The Two Doctors is the fourth serial of the 22nd season of the British science fiction television series Doctor Who, which was first broadcast in three weekly parts on BBC1 from 16 February to 2 March 1985.

The serial is set on an alien space station and in and around Seville. In the serial, the alien time traveller the Sixth Doctor (Colin Baker), his former travelling companion Jamie McCrimmon (Frazer Hines) and his current companion Peri Brown (Nicola Bryant) work to save the younger Second Doctor (Patrick Troughton) from the biogeneticist Dastari (Laurence Payne), who intends to steal the knowledge of how to travel in time from the Second Doctor's genetic make-up.

This serial marks Troughton's final appearance as the Second Doctor before his death in 1987.

Plot

The Second Doctor and Jamie McCrimmon land the TARDIS on board Space Station Camera in the Third Zone on a mission for the Time Lords, who have also installed a teleport control on the TARDIS. The Doctor explains that the station is a research facility and that they have to talk to Dastari, the Head of Projects.

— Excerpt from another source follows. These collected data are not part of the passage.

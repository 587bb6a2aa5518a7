#![doc = include_str!(concat!(env!("CARGO_MANIFEST_DIR"), "/README.md"))]

pub mod error;
pub mod headers;
pub mod parser;
pub mod request;
pub mod response;
pub mod server;

pub use error::{Error, IcapResult, ParseError, ParseErrorKind, ParseState};
pub use headers::Headers;
pub use parser::{FrameParser, NoopObserver, ParseObserver, TracingObserver, parse_request};
pub use request::{Encapsulation, EncapsulationKind, Method, Request};
pub use response::{Response, StatusCode};
pub use server::{
    ConnectionInfo, FrameMode, HandlerFuture, Server, ServerBuilder, ServiceOptions,
    ShutdownHandle,
};

///Lib version
pub const VERSION: &str = env!("CARGO_PKG_VERSION");
/// Supported ICAP protocol version.
pub const ICAP_VERSION: &str = "ICAP/1.0";
/// Default size of one socket read.
pub const DEFAULT_CHUNK_SIZE: usize = 1024;
/// Default upper bound of one buffered frame.
pub const MAX_FRAME_BYTES: usize = 8 * 1024 * 1024;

The Androgum cook Shockeye drugs the meals of the station's scientists. The Doctor tells Dastari that the Time Lords want the time experiments of Kartz and Reimer stopped. The Doctor warns that the distortions from the experiments are on the verge of threatening the fabric of time, but Dastari refuses to order them to cease, accusing the Time Lords of not wanting another race to discover the secrets of time travel. Dastari and the others collapse from the drugged meals. Chessene, an Androgum technologically augmented to mega-genius levels, lowers the station's defences to allow the Sontarans to attack. Jamie sees the Doctor appear to die by the Sontarans before fleeing.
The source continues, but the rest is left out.